• **PROBLEM DETAILS**:
Instruction for the data below: set down exactly the lines from the line with "articles.push(article.clone());" to the line with "let Some(article) = articles.iter_mut().find(|article|", inclusive, and no others.

• **DATA RECORDS**:
---

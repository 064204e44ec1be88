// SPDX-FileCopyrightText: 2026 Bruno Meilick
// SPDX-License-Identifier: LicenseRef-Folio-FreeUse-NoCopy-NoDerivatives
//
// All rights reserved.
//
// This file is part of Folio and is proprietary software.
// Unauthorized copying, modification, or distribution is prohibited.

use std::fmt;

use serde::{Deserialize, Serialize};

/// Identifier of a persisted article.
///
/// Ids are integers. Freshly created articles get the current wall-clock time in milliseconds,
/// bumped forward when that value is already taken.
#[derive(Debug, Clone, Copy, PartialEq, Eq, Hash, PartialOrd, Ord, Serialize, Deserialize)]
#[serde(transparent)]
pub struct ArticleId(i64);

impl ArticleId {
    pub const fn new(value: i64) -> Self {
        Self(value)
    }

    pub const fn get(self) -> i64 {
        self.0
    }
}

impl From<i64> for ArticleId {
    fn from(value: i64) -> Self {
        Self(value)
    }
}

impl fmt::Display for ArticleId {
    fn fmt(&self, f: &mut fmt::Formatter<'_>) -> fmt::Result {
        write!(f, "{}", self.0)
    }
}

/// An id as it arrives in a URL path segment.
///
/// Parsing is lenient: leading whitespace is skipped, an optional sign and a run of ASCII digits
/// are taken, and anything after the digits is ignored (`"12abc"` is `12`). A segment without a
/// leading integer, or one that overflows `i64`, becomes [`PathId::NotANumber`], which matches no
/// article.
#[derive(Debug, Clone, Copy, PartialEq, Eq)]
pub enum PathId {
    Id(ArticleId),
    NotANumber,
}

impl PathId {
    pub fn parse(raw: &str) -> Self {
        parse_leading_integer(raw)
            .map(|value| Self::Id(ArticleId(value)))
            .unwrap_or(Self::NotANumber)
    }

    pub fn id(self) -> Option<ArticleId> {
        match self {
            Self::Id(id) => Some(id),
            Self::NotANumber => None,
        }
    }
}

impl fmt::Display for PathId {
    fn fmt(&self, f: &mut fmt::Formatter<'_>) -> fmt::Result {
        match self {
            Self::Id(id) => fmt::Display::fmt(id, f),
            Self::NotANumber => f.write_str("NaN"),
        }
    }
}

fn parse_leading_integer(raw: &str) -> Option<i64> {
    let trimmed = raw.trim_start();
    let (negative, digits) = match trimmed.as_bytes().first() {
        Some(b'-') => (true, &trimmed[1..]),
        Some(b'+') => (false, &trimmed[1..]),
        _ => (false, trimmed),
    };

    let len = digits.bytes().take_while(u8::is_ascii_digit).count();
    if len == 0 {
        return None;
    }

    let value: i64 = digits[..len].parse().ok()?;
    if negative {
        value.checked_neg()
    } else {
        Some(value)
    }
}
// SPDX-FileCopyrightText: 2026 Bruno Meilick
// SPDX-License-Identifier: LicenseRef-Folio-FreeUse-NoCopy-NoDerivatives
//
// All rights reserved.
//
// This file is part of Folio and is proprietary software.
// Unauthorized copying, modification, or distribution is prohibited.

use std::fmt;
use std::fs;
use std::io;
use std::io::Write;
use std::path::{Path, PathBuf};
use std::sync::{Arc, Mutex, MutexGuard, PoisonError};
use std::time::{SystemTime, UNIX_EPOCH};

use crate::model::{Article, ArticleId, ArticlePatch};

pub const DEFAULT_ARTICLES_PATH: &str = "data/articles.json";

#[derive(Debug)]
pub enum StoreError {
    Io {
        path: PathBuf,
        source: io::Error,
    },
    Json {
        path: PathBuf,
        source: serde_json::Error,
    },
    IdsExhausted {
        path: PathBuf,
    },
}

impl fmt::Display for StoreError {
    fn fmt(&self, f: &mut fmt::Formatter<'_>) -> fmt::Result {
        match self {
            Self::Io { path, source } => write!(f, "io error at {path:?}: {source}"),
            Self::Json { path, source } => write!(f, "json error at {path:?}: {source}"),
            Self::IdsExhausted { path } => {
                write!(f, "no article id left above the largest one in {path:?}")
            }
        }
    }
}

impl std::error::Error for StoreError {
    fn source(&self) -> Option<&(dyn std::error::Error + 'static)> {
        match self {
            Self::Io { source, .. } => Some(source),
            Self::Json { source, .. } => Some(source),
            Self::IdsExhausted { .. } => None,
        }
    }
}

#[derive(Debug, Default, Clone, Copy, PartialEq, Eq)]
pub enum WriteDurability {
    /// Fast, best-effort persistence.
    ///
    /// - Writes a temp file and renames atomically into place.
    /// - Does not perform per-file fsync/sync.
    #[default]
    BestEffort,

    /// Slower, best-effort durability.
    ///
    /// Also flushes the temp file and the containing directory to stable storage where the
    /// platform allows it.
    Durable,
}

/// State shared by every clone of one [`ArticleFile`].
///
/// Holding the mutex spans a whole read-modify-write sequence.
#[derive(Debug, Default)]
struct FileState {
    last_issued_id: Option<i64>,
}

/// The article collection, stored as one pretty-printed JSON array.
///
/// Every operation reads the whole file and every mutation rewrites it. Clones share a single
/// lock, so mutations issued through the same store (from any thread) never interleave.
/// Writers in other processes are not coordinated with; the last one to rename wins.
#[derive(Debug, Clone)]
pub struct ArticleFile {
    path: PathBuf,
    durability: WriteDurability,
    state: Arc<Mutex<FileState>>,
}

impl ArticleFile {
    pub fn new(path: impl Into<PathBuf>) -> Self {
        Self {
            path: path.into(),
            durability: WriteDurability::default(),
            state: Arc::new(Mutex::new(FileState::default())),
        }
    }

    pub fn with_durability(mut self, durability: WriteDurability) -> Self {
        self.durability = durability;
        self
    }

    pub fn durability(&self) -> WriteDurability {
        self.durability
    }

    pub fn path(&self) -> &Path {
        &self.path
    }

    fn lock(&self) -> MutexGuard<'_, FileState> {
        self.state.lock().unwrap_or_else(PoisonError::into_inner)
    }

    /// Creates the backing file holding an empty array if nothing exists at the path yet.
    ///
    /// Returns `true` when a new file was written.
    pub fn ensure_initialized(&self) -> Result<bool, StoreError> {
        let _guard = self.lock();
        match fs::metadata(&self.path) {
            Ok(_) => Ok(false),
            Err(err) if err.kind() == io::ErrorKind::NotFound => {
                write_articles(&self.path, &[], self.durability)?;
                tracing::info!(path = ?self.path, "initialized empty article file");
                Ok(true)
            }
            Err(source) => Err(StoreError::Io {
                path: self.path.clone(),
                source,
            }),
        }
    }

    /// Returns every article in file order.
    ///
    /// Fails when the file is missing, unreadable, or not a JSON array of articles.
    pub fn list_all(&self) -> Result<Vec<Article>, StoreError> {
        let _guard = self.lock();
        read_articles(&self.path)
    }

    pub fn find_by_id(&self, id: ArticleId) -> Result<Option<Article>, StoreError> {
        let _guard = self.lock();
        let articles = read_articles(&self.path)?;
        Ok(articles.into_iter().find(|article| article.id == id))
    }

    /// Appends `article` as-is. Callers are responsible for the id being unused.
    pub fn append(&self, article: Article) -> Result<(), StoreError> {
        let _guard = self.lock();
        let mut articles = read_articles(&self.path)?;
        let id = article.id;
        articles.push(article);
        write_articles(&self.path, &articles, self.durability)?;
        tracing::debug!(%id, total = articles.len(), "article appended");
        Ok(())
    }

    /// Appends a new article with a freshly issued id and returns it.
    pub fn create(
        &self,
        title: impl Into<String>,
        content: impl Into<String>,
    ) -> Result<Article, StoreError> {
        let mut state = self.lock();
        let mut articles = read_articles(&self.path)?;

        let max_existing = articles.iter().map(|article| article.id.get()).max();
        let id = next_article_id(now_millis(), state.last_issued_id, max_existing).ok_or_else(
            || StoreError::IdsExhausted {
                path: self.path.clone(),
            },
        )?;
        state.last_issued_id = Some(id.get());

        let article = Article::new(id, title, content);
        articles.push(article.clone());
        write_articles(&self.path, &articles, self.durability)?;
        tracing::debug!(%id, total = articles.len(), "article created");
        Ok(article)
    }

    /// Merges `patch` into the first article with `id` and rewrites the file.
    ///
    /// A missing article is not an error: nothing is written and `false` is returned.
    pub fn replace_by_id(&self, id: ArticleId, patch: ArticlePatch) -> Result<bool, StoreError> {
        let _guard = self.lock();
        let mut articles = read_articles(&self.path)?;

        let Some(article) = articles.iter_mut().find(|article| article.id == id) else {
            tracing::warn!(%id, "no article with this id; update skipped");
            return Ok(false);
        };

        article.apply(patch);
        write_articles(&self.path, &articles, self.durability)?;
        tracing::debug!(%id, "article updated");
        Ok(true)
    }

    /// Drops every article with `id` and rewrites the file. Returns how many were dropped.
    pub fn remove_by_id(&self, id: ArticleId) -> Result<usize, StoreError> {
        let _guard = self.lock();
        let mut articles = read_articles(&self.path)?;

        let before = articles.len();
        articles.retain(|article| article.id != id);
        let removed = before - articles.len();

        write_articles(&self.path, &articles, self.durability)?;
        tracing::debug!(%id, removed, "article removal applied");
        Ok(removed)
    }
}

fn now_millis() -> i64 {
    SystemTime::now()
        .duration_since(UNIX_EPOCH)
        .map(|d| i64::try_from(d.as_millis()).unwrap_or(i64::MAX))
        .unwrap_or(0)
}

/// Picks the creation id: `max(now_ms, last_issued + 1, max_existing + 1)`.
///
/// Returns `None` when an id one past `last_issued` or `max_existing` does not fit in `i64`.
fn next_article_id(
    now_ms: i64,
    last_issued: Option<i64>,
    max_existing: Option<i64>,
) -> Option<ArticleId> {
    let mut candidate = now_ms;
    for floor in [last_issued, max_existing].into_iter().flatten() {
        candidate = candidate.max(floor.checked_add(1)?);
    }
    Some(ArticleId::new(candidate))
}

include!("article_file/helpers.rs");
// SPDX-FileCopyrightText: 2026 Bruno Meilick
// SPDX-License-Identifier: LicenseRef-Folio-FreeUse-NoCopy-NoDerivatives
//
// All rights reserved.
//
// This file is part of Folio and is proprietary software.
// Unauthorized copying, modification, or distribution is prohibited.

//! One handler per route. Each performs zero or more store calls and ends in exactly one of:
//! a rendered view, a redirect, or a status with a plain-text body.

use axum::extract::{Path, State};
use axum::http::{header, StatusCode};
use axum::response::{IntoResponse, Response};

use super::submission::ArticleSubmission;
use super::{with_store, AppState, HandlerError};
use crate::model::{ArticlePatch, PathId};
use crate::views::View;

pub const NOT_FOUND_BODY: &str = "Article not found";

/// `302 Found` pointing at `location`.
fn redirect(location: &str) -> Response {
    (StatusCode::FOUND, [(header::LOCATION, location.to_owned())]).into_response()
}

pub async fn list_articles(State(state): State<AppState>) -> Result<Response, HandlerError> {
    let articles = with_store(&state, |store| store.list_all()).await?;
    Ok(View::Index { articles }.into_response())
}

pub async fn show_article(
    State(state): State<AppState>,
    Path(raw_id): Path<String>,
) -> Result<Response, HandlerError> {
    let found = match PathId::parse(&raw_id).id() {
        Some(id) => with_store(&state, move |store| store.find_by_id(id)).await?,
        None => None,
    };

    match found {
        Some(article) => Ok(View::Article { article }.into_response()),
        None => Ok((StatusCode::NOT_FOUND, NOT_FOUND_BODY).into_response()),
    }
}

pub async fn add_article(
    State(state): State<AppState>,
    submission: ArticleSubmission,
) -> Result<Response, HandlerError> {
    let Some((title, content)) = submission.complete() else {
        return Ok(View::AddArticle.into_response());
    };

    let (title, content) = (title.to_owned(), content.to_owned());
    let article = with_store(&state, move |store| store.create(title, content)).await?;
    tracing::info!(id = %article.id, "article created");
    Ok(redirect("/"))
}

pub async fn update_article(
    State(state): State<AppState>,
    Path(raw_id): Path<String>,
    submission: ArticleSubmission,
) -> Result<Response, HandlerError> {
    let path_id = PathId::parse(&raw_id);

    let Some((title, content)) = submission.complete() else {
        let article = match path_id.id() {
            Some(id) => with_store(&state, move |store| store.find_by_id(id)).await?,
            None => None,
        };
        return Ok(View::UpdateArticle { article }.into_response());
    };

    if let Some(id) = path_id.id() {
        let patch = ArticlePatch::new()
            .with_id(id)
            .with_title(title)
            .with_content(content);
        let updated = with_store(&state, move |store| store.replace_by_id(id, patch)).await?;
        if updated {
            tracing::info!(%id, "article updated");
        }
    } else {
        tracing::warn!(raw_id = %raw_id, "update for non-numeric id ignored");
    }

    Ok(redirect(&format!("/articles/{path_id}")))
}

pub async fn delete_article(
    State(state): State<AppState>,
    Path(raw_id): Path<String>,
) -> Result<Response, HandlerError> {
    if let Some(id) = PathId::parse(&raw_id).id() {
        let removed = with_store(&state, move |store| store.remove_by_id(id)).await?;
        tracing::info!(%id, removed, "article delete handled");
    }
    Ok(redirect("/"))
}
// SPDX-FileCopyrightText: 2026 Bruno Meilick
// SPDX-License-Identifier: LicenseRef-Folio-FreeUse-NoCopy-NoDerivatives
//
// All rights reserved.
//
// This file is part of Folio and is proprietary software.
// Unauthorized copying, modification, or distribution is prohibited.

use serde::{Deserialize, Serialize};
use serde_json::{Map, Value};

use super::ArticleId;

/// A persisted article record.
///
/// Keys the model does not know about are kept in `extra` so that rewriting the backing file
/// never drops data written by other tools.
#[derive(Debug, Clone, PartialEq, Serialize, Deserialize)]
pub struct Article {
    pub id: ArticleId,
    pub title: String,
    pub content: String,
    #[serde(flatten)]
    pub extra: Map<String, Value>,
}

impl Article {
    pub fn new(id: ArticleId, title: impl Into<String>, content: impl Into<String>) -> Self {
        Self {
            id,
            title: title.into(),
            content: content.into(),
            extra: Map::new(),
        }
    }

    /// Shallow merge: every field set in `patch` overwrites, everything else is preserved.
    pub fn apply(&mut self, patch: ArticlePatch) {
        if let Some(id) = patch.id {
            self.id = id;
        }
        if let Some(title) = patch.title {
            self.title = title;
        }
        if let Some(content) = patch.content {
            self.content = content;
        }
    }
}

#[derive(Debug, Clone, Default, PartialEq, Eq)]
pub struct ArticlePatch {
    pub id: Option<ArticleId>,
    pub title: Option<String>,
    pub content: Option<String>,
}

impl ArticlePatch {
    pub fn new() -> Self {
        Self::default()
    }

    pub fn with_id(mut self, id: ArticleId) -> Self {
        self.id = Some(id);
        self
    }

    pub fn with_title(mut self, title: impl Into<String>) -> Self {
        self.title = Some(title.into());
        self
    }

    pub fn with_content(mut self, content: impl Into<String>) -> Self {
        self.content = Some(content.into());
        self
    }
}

---

• **TASK RESPONSE**:
        articles.push(article.clone());
        write_articles(&self.path, &articles, self.durability)?;
        tracing::debug!(%id, total = articles.len(), "article created");
        Ok(article)
    }

    /// Merges `patch` into the first article with `id` and rewrites the file.
    ///
    /// A missing article is not an error: nothing is written and `false` is returned.
    pub fn replace_by_id(&self, id: ArticleId, patch: ArticlePatch) -> Result<bool, StoreError> {
        let _guard = self.lock();
        let mut articles = read_articles(&self.path)?;

        let Some(article) = articles.iter_mut().find(|article| article.id == id) else {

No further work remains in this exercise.